756PC型紫外可見分光光度計(jì)：上海光譜儀器有限公司；PHS-25數(shù)顯pH計(jì)：上海精密科學(xué)儀器有限公司；培養(yǎng)箱：Thermo Forma公司；顯微鏡：Nikon公司；SWCJ-IF超凈工作臺(tái)：蘇州安泰空氣技術(shù)有限公司；TDL-5臺(tái)式離心機(jī)：上海安亭科學(xué)儀器廠。

1.3方法

1.3.1大果沙棘果渣總黃酮提取純化

首先用超臨界CO2萃取設(shè)備將大果沙棘果渣脫脂。然后用75%的乙醇做溶劑，將脫脂后的大果沙棘果渣粉以10∶1（mL/g）液固比進(jìn)行3次超聲波輔助提取，將提取得到的黃酮液經(jīng)離心、過濾、濃縮、除去乙醇得到大果沙棘果渣黃酮溶液[6]。將黃酮溶液用X-5大孔樹脂層析柱進(jìn)行純化[7]，純化后真空凍干得橙黃色固體粉末，采用NaNO2-Al（NO3）3比色法[8]進(jìn)行測(cè)定。經(jīng)測(cè)定分離前后大果沙棘總黃酮純度分別為11.9%和34.1%。

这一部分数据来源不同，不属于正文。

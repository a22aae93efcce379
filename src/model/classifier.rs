//! Type classification
//!
//! Maps syntax-level [`TypeExpr`]s onto the closed [`TypeReference`] set by
//! pattern matching on their shape. Named types are never looked up here:
//! deciding what `io.Reader` *is* belongs to the resolver, and only happens
//! when a name is embedded.

use crate::error::{ClassificationError, ClassifyResult};
use crate::model::{Parameter, Primitive, ResultParam, Signature, TypeReference};
use crate::parsing::ast::{ImportTable, MethodDecl, ParamDecl, TypeExpr, TypeExprKind};

/// Target of an embedded interface element
#[derive(Debug, Clone, PartialEq, Eq, Hash)]
pub enum EmbeddedRef {
    /// Declared in the same package as the embedding interface.
    Local { name: String },
    /// Declared in another package, identified by import path.
    Remote { import_path: String, name: String },
    /// A predeclared interface (`error`, `any`).
    Builtin { name: String },
}

/// Classifies type expressions in the context of one declaration.
///
/// `package` is the import path of the package that owns the declaration, or
/// `None` for the package being resolved. Unqualified named types inherit it.
pub struct TypeClassifier<'a> {
    package: Option<&'a str>,
    imports: &'a ImportTable,
}

impl<'a> TypeClassifier<'a> {
    pub fn new(package: Option<&'a str>, imports: &'a ImportTable) -> Self {
        Self { package, imports }
    }

    pub fn classify(&self, expr: &TypeExpr) -> ClassifyResult<TypeReference> {
        match &expr.kind {
            TypeExprKind::Name(name) => self.classify_name(expr, name),
            TypeExprKind::Qualified { package, name } => {
                let path = self.resolve_qualifier(expr, package)?;
                Ok(TypeReference::named(Some(path), name.clone()))
            }
            TypeExprKind::Pointer(inner) => Ok(TypeReference::pointer(self.classify(inner)?)),
            TypeExprKind::Slice(elem) => Ok(TypeReference::slice(self.classify(elem)?)),
            TypeExprKind::Array { len, elem } => {
                let len = parse_array_length(len).ok_or_else(|| {
                    unsupported(expr, "array length must be an integer literal")
                })?;
                Ok(TypeReference::array(self.classify(elem)?, len))
            }
            TypeExprKind::Map { key, value } => Ok(TypeReference::map(
                self.classify(key)?,
                self.classify(value)?,
            )),
            TypeExprKind::Chan { direction, elem } => {
                Ok(TypeReference::channel(self.classify(elem)?, *direction))
            }
            TypeExprKind::Func { params, results } => Ok(TypeReference::Function(
                self.classify_signature(params, results)?,
            )),
            TypeExprKind::Interface { has_members: false } => Ok(TypeReference::EmptyInterface),
            TypeExprKind::Interface { has_members: true } => Err(unsupported(
                expr,
                "interface literals with members are not supported",
            )),
            TypeExprKind::Struct { has_fields: false } => Ok(TypeReference::EmptyStruct),
            TypeExprKind::Struct { has_fields: true } => Err(unsupported(
                expr,
                "struct literals with fields are not supported",
            )),
            TypeExprKind::Paren(inner) => self.classify(inner),
            TypeExprKind::Generic { .. } => Err(unsupported(
                expr,
                "generic instantiation is not supported",
            )),
            TypeExprKind::Other(kind) => Err(unsupported(expr, format!("unsupported syntax `{kind}`"))),
        }
    }

    /// Classify a parameter list and result list into a [`Signature`].
    pub fn classify_signature(
        &self,
        params: &[ParamDecl],
        results: &[ParamDecl],
    ) -> ClassifyResult<Signature> {
        let last = params.len().saturating_sub(1);
        let params = params
            .iter()
            .enumerate()
            .map(|(i, param)| {
                let ty = self.classify(&param.ty)?;
                if !param.variadic {
                    return Ok(Parameter::new(param.name.as_deref(), ty));
                }
                if i != last {
                    return Err(unsupported(&param.ty, "only the final parameter may be variadic"));
                }
                Ok(Parameter::new(param.name.as_deref(), TypeReference::variadic(ty)))
            })
            .collect::<ClassifyResult<Vec<_>>>()?;

        let results = results
            .iter()
            .map(|result| {
                if result.variadic {
                    return Err(unsupported(&result.ty, "results cannot be variadic"));
                }
                Ok(ResultParam::new(result.name.as_deref(), self.classify(&result.ty)?))
            })
            .collect::<ClassifyResult<Vec<_>>>()?;

        Ok(Signature::new(params, results))
    }

    pub fn classify_method(&self, method: &MethodDecl) -> ClassifyResult<Signature> {
        self.classify_signature(&method.params, &method.results)
    }

    /// Classify an embedded interface element into the reference it names.
    pub fn classify_embedded(&self, expr: &TypeExpr) -> ClassifyResult<EmbeddedRef> {
        match &expr.kind {
            TypeExprKind::Name(name) if name == "error" || name == "any" => {
                Ok(EmbeddedRef::Builtin { name: name.clone() })
            }
            TypeExprKind::Name(name) if Primitive::from_name(name).is_some() => Err(unsupported(
                expr,
                "only interfaces can be embedded in an interface",
            )),
            TypeExprKind::Name(name) => Ok(EmbeddedRef::Local { name: name.clone() }),
            TypeExprKind::Qualified { package, name } => Ok(EmbeddedRef::Remote {
                import_path: self.resolve_qualifier(expr, package)?.to_string(),
                name: name.clone(),
            }),
            TypeExprKind::Paren(inner) => self.classify_embedded(inner),
            TypeExprKind::Generic { .. } => Err(unsupported(
                expr,
                "embedding generic interface instantiations is not supported",
            )),
            TypeExprKind::Other(kind) if kind == "type_elem" => Err(unsupported(
                expr,
                "type set elements are not supported",
            )),
            _ => Err(unsupported(
                expr,
                "only interfaces can be embedded in an interface",
            )),
        }
    }

    fn classify_name(&self, expr: &TypeExpr, name: &str) -> ClassifyResult<TypeReference> {
        if let Some(primitive) = Primitive::from_name(name) {
            return Ok(TypeReference::Primitive(primitive));
        }
        match name {
            "any" => Ok(TypeReference::EmptyInterface),
            "comparable" => Err(unsupported(
                expr,
                "`comparable` is only valid as a type constraint",
            )),
            _ => Ok(TypeReference::named(self.package, name)),
        }
    }

    fn resolve_qualifier(&self, expr: &TypeExpr, qualifier: &str) -> ClassifyResult<&'a str> {
        self.imports
            .resolve(qualifier)
            .ok_or_else(|| unsupported(expr, format!("unknown package qualifier `{qualifier}`")))
    }
}

fn unsupported(expr: &TypeExpr, reason: impl Into<String>) -> ClassificationError {
    ClassificationError::new(expr.location.clone(), expr.text.clone(), reason)
}

/// Parse a Go integer literal used as an array length.
fn parse_array_length(raw: &str) -> Option<u64> {
    let digits = raw.trim().replace('_', "");
    let (body, radix) = match digits.get(..2) {
        Some("0x") | Some("0X") => (&digits[2..], 16),
        Some("0o") | Some("0O") => (&digits[2..], 8),
        Some("0b") | Some("0B") => (&digits[2..], 2),
        _ if digits.len() > 1 && digits.starts_with('0') => (&digits[1..], 8),
        _ => (digits.as_str(), 10),
    };
    if body.is_empty() {
        return None;
    }
    u64::from_str_radix(body, radix).ok()
}
//! Output of a resolve run: the catalogue handed to the code generator

use crate::model::{Diagnostic, Signature, TypeReference};
use crate::types::SourceLocation;
use serde::{Deserialize, Serialize};
use std::collections::BTreeSet;
use std::fmt;

/// A method in the flattened method set of an interface
#[derive(Debug, Clone, PartialEq, Eq, Serialize, Deserialize)]
pub struct ResolvedMethod {
    pub name: String,
    pub signature: Signature,
    /// Declaration the method was written in, `Name` or `import/path.Name`.
    pub origin: String,
    pub location: SourceLocation,
}

impl fmt::Display for ResolvedMethod {
    fn fmt(&self, f: &mut fmt::Formatter<'_>) -> fmt::Result {
        write!(f, "{}{}", self.name, self.signature)
    }
}

#[derive(Debug, Clone, PartialEq, Eq, Serialize, Deserialize)]
pub struct ResolvedInterface {
    pub name: String,
    pub location: SourceLocation,
    /// Direct and embedded methods, in first-encountered order.
    pub methods: Vec<ResolvedMethod>,
    /// Direct embeddings as written, `Name` or `import/path.Name`.
    pub embeds: Vec<String>,
}

impl ResolvedInterface {
    pub fn method(&self, name: &str) -> Option<&ResolvedMethod> {
        self.methods.iter().find(|method| method.name == name)
    }

    pub fn method_names(&self) -> Vec<&str> {
        self.methods.iter().map(|method| method.name.as_str()).collect()
    }

    /// Import paths referenced by any method signature, sorted.
    pub fn referenced_packages(&self) -> BTreeSet<String> {
        let mut packages = BTreeSet::new();
        for method in &self.methods {
            method.signature.collect_packages(&mut packages);
        }
        packages
    }
}

impl fmt::Display for ResolvedInterface {
    fn fmt(&self, f: &mut fmt::Formatter<'_>) -> fmt::Result {
        writeln!(f, "type {} interface {{", self.name)?;
        for method in &self.methods {
            writeln!(f, "\t{method}")?;
        }
        f.write_str("}")
    }
}

#[derive(Debug, Clone, PartialEq, Eq, Serialize, Deserialize)]
pub struct ResolvedField {
    pub name: String,
    #[serde(rename = "type")]
    pub ty: TypeReference,
    pub embedded: bool,
    pub exported: bool,
    pub tag: Option<String>,
}

#[derive(Debug, Clone, PartialEq, Eq, Serialize, Deserialize)]
pub struct ResolvedStruct {
    pub name: String,
    pub location: SourceLocation,
    pub fields: Vec<ResolvedField>,
}

impl ResolvedStruct {
    pub fn field(&self, name: &str) -> Option<&ResolvedField> {
        self.fields.iter().find(|field| field.name == name)
    }
}

/// Everything produced for one package
#[derive(Debug, Clone, Default, PartialEq, Eq, Serialize, Deserialize)]
pub struct ResolvedPackage {
    pub package: String,
    /// Exported interfaces that resolved cleanly, in declaration order.
    pub interfaces: Vec<ResolvedInterface>,
    /// Exported structs whose fields all classified, in declaration order.
    pub structs: Vec<ResolvedStruct>,
    pub diagnostics: Vec<Diagnostic>,
}

impl ResolvedPackage {
    pub fn interface(&self, name: &str) -> Option<&ResolvedInterface> {
        self.interfaces.iter().find(|iface| iface.name == name)
    }

    pub fn interface_names(&self) -> Vec<&str> {
        self.interfaces.iter().map(|iface| iface.name.as_str()).collect()
    }

    pub fn struct_named(&self, name: &str) -> Option<&ResolvedStruct> {
        self.structs.iter().find(|s| s.name == name)
    }

    pub fn diagnostics_for<'a>(&'a self, declaration: &'a str) -> impl Iterator<Item = &'a Diagnostic> {
        self.diagnostics
            .iter()
            .filter(move |diagnostic| diagnostic.declaration == declaration)
    }

    pub fn is_clean(&self) -> bool {
        self.diagnostics.is_empty()
    }
}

使用前配置成一定濃度的黃酮溶液進(jìn)行體外抗氧化和抑菌試驗(yàn)。

1.3.2大果沙棘總黃酮對(duì)DPPH·自由基清除效果[9]

DPPH溶液配制：準(zhǔn)確稱取20mgDPPH，用無水乙醇溶解并定容至250mL。

分別吸取10mg/mL～100mg/mL的純化前后的大果沙棘總黃酮溶液和蘆丁、兒茶素標(biāo)準(zhǔn)品溶液2.0mL于具塞試管中（分2組），向其中一組加入DPPH溶液至2mL，搖勻30min后，用無水乙醇做參比在517 nm波長下測(cè)吸光度，即為Ai；同時(shí)測(cè)定2mLDPPH溶液與2m L無水乙醇混合后的吸光度，即為Ac；向另一組中加入無水乙醇至2mL，混合后測(cè)其吸光度，即為Aj。根據(jù)下式計(jì)算清除率K：K/%=（1-（Ai-Aj）/Ac）×100。

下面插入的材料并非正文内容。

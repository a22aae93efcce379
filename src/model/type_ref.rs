//! Canonical type model
//!
//! Every type expression found in a method signature or struct field is
//! classified into exactly one [`TypeReference`] variant. The set is closed:
//! composite variants hold further `TypeReference` values, never raw syntax.

use crate::parsing::ast::package_name_from_path;
use serde::{Deserialize, Serialize};
use std::collections::BTreeSet;
use std::fmt;

/// Predeclared Go types that carry no package qualifier
#[derive(Debug, Clone, Copy, PartialEq, Eq, Hash, Serialize, Deserialize)]
#[serde(rename_all = "lowercase")]
pub enum Primitive {
    Bool,
    String,
    Int,
    Int8,
    Int16,
    Int32,
    Int64,
    Uint,
    Uint8,
    Uint16,
    Uint32,
    Uint64,
    Uintptr,
    Byte,
    Rune,
    Float32,
    Float64,
    Complex64,
    Complex128,
    Error,
}

impl Primitive {
    pub fn from_name(name: &str) -> Option<Self> {
        let primitive = match name {
            "bool" => Self::Bool,
            "string" => Self::String,
            "int" => Self::Int,
            "int8" => Self::Int8,
            "int16" => Self::Int16,
            "int32" => Self::Int32,
            "int64" => Self::Int64,
            "uint" => Self::Uint,
            "uint8" => Self::Uint8,
            "uint16" => Self::Uint16,
            "uint32" => Self::Uint32,
            "uint64" => Self::Uint64,
            "uintptr" => Self::Uintptr,
            "byte" => Self::Byte,
            "rune" => Self::Rune,
            "float32" => Self::Float32,
            "float64" => Self::Float64,
            "complex64" => Self::Complex64,
            "complex128" => Self::Complex128,
            "error" => Self::Error,
            _ => return None,
        };
        Some(primitive)
    }

    /// `byte` and `rune` are aliases of `uint8` and `int32`.
    pub fn canonical(self) -> Self {
        match self {
            Self::Byte => Self::Uint8,
            Self::Rune => Self::Int32,
            other => other,
        }
    }

    pub fn as_str(self) -> &'static str {
        match self {
            Self::Bool => "bool",
            Self::String => "string",
            Self::Int => "int",
            Self::Int8 => "int8",
            Self::Int16 => "int16",
            Self::Int32 => "int32",
            Self::Int64 => "int64",
            Self::Uint => "uint",
            Self::Uint8 => "uint8",
            Self::Uint16 => "uint16",
            Self::Uint32 => "uint32",
            Self::Uint64 => "uint64",
            Self::Uintptr => "uintptr",
            Self::Byte => "byte",
            Self::Rune => "rune",
            Self::Float32 => "float32",
            Self::Float64 => "float64",
            Self::Complex64 => "complex64",
            Self::Complex128 => "complex128",
            Self::Error => "error",
        }
    }
}

#[derive(Debug, Clone, Copy, PartialEq, Eq, Hash, Serialize, Deserialize)]
#[serde(rename_all = "snake_case")]
pub enum ChannelDirection {
    /// `chan T`
    Bidirectional,
    /// `chan<- T`
    SendOnly,
    /// `<-chan T`
    ReceiveOnly,
}

#[derive(Debug, Clone, PartialEq, Eq, Hash, Serialize, Deserialize)]
#[serde(rename_all = "snake_case")]
pub enum TypeReference {
    Primitive(Primitive),
    Slice(Box<TypeReference>),
    Array {
        elem: Box<TypeReference>,
        len: u64,
    },
    Map {
        key: Box<TypeReference>,
        value: Box<TypeReference>,
    },
    Channel {
        elem: Box<TypeReference>,
        direction: ChannelDirection,
    },
    Function(Signature),
    Pointer(Box<TypeReference>),
    /// A declared type. `package` is `None` for the package being resolved,
    /// otherwise the import path the qualifier resolved to.
    Named {
        package: Option<String>,
        name: String,
    },
    EmptyInterface,
    EmptyStruct,
    /// Only valid as the type of the final parameter of a signature.
    Variadic(Box<TypeReference>),
}

impl TypeReference {
    pub fn named(package: Option<&str>, name: impl Into<String>) -> Self {
        Self::Named {
            package: package.map(str::to_string),
            name: name.into(),
        }
    }

    pub fn slice(elem: TypeReference) -> Self {
        Self::Slice(Box::new(elem))
    }

    pub fn array(elem: TypeReference, len: u64) -> Self {
        Self::Array {
            elem: Box::new(elem),
            len,
        }
    }

    pub fn map(key: TypeReference, value: TypeReference) -> Self {
        Self::Map {
            key: Box::new(key),
            value: Box::new(value),
        }
    }

    pub fn channel(elem: TypeReference, direction: ChannelDirection) -> Self {
        Self::Channel {
            elem: Box::new(elem),
            direction,
        }
    }

    pub fn pointer(referent: TypeReference) -> Self {
        Self::Pointer(Box::new(referent))
    }

    pub fn variadic(elem: TypeReference) -> Self {
        Self::Variadic(Box::new(elem))
    }

    /// Structural equality that ignores parameter and result names inside
    /// function types and treats predeclared aliases as their targets,
    /// matching Go's notion of identical types.
    pub fn shape_eq(&self, other: &TypeReference) -> bool {
        match (self, other) {
            (Self::Primitive(a), Self::Primitive(b)) => a.canonical() == b.canonical(),
            (Self::Slice(a), Self::Slice(b))
            | (Self::Pointer(a), Self::Pointer(b))
            | (Self::Variadic(a), Self::Variadic(b)) => a.shape_eq(b),
            (Self::Array { elem: a, len: la }, Self::Array { elem: b, len: lb }) => {
                la == lb && a.shape_eq(b)
            }
            (Self::Map { key: ka, value: va }, Self::Map { key: kb, value: vb }) => {
                ka.shape_eq(kb) && va.shape_eq(vb)
            }
            (
                Self::Channel {
                    elem: a,
                    direction: da,
                },
                Self::Channel {
                    elem: b,
                    direction: db,
                },
            ) => da == db && a.shape_eq(b),
            (Self::Function(a), Self::Function(b)) => a.shape_eq(b),
            _ => self == other,
        }
    }

    /// Collect the import paths of every qualified named type reachable from here.
    pub fn collect_packages(&self, out: &mut BTreeSet<String>) {
        match self {
            Self::Primitive(_) | Self::EmptyInterface | Self::EmptyStruct => {}
            Self::Slice(inner) | Self::Pointer(inner) | Self::Variadic(inner) => {
                inner.collect_packages(out)
            }
            Self::Array { elem, .. } | Self::Channel { elem, .. } => elem.collect_packages(out),
            Self::Map { key, value } => {
                key.collect_packages(out);
                value.collect_packages(out);
            }
            Self::Function(signature) => signature.collect_packages(out),
            Self::Named { package, .. } => {
                if let Some(package) = package {
                    out.insert(package.clone());
                }
            }
        }
    }
}

impl fmt::Display for TypeReference {
    fn fmt(&self, f: &mut fmt::Formatter<'_>) -> fmt::Result {
        match self {
            TypeReference::Primitive(p) => f.write_str(p.as_str()),
            TypeReference::Slice(elem) => write!(f, "[]{elem}"),
            TypeReference::Array { elem, len } => write!(f, "[{len}]{elem}"),
            TypeReference::Map { key, value } => write!(f, "map[{key}]{value}"),
            TypeReference::Channel { elem, direction } => {
                // `chan (<-chan T)` needs parentheses to keep its meaning
                let nested_receive = matches!(
                    elem.as_ref(),
                    TypeReference::Channel {
                        direction: ChannelDirection::ReceiveOnly,
                        ..
                    }
                );
                match direction {
                    ChannelDirection::Bidirectional if nested_receive => write!(f, "chan ({elem})"),
                    ChannelDirection::Bidirectional => write!(f, "chan {elem}"),
                    ChannelDirection::SendOnly => write!(f, "chan<- {elem}"),
                    ChannelDirection::ReceiveOnly => write!(f, "<-chan {elem}"),
                }
            }
            TypeReference::Function(signature) => write!(f, "func{signature}"),
            TypeReference::Pointer(referent) => write!(f, "*{referent}"),
            TypeReference::Named { package, name } => match package {
                Some(path) => write!(f, "{}.{name}", package_name_from_path(path)),
                None => f.write_str(name),
            },
            TypeReference::EmptyInterface => f.write_str("interface{}"),
            TypeReference::EmptyStruct => f.write_str("struct{}"),
            TypeReference::Variadic(elem) => write!(f, "...{elem}"),
        }
    }
}

#[derive(Debug, Clone, PartialEq, Eq, Hash, Serialize, Deserialize)]
pub struct Parameter {
    pub name: Option<String>,
    #[serde(rename = "type")]
    pub ty: TypeReference,
}

impl Parameter {
    pub fn new(name: Option<&str>, ty: TypeReference) -> Self {
        Self {
            name: name.map(str::to_string),
            ty,
        }
    }

    pub fn is_variadic(&self) -> bool {
        matches!(self.ty, TypeReference::Variadic(_))
    }
}

#[derive(Debug, Clone, PartialEq, Eq, Hash, Serialize, Deserialize)]
pub struct ResultParam {
    pub name: Option<String>,
    #[serde(rename = "type")]
    pub ty: TypeReference,
}

impl ResultParam {
    pub fn new(name: Option<&str>, ty: TypeReference) -> Self {
        Self {
            name: name.map(str::to_string),
            ty,
        }
    }
}

/// Parameters and results of a method or function type
#[derive(Debug, Clone, Default, PartialEq, Eq, Hash, Serialize, Deserialize)]
pub struct Signature {
    pub params: Vec<Parameter>,
    pub results: Vec<ResultParam>,
}

impl Signature {
    pub fn new(params: Vec<Parameter>, results: Vec<ResultParam>) -> Self {
        Self { params, results }
    }

    pub fn is_variadic(&self) -> bool {
        self.params.last().is_some_and(Parameter::is_variadic)
    }

    pub fn shape_eq(&self, other: &Signature) -> bool {
        self.params.len() == other.params.len()
            && self.results.len() == other.results.len()
            && self
                .params
                .iter()
                .zip(&other.params)
                .all(|(a, b)| a.ty.shape_eq(&b.ty))
            && self
                .results
                .iter()
                .zip(&other.results)
                .all(|(a, b)| a.ty.shape_eq(&b.ty))
    }

    pub fn collect_packages(&self, out: &mut BTreeSet<String>) {
        for param in &self.params {
            param.ty.collect_packages(out);
        }
        for result in &self.results {
            result.ty.collect_packages(out);
        }
    }
}

fn write_named_list<'a>(
    f: &mut fmt::Formatter<'_>,
    items: impl Iterator<Item = (Option<&'a str>, &'a TypeReference)>,
) -> fmt::Result {
    f.write_str("(")?;
    for (i, (name, ty)) in items.enumerate() {
        if i > 0 {
            f.write_str(", ")?;
        }
        match name {
            Some(name) => write!(f, "{name} {ty}")?,
            None => write!(f, "{ty}")?,
        }
    }
    f.write_str(")")
}

impl fmt::Display for Signature {
    fn fmt(&self, f: &mut fmt::Formatter<'_>) -> fmt::Result {
        write_named_list(
            f,
            self.params.iter().map(|p| (p.name.as_deref(), &p.ty)),
        )?;
        match self.results.as_slice() {
            [] => Ok(()),
            [single] if single.name.is_none() => write!(f, " {}", single.ty),
            results => {
                f.write_str(" ")?;
                write_named_list(f, results.iter().map(|r| (r.name.as_deref(), &r.ty)))
            }
        }
    }
}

1.3.3大果沙棘總黃酮清除ABTS+自由基的活力測(cè)定[10]

將5m L的7mmol/LABTS和88μL的140mmol/L過硫酸鉀混合，在室溫、避光的條件下靜置過夜，形成ABTS+自由基儲(chǔ)備液。該儲(chǔ)備液在室溫、避光的條件下穩(wěn)定。使用前用無水乙醇稀釋成工作液，要求其在30℃、734 nm波長下的吸光度為0.7±0.02。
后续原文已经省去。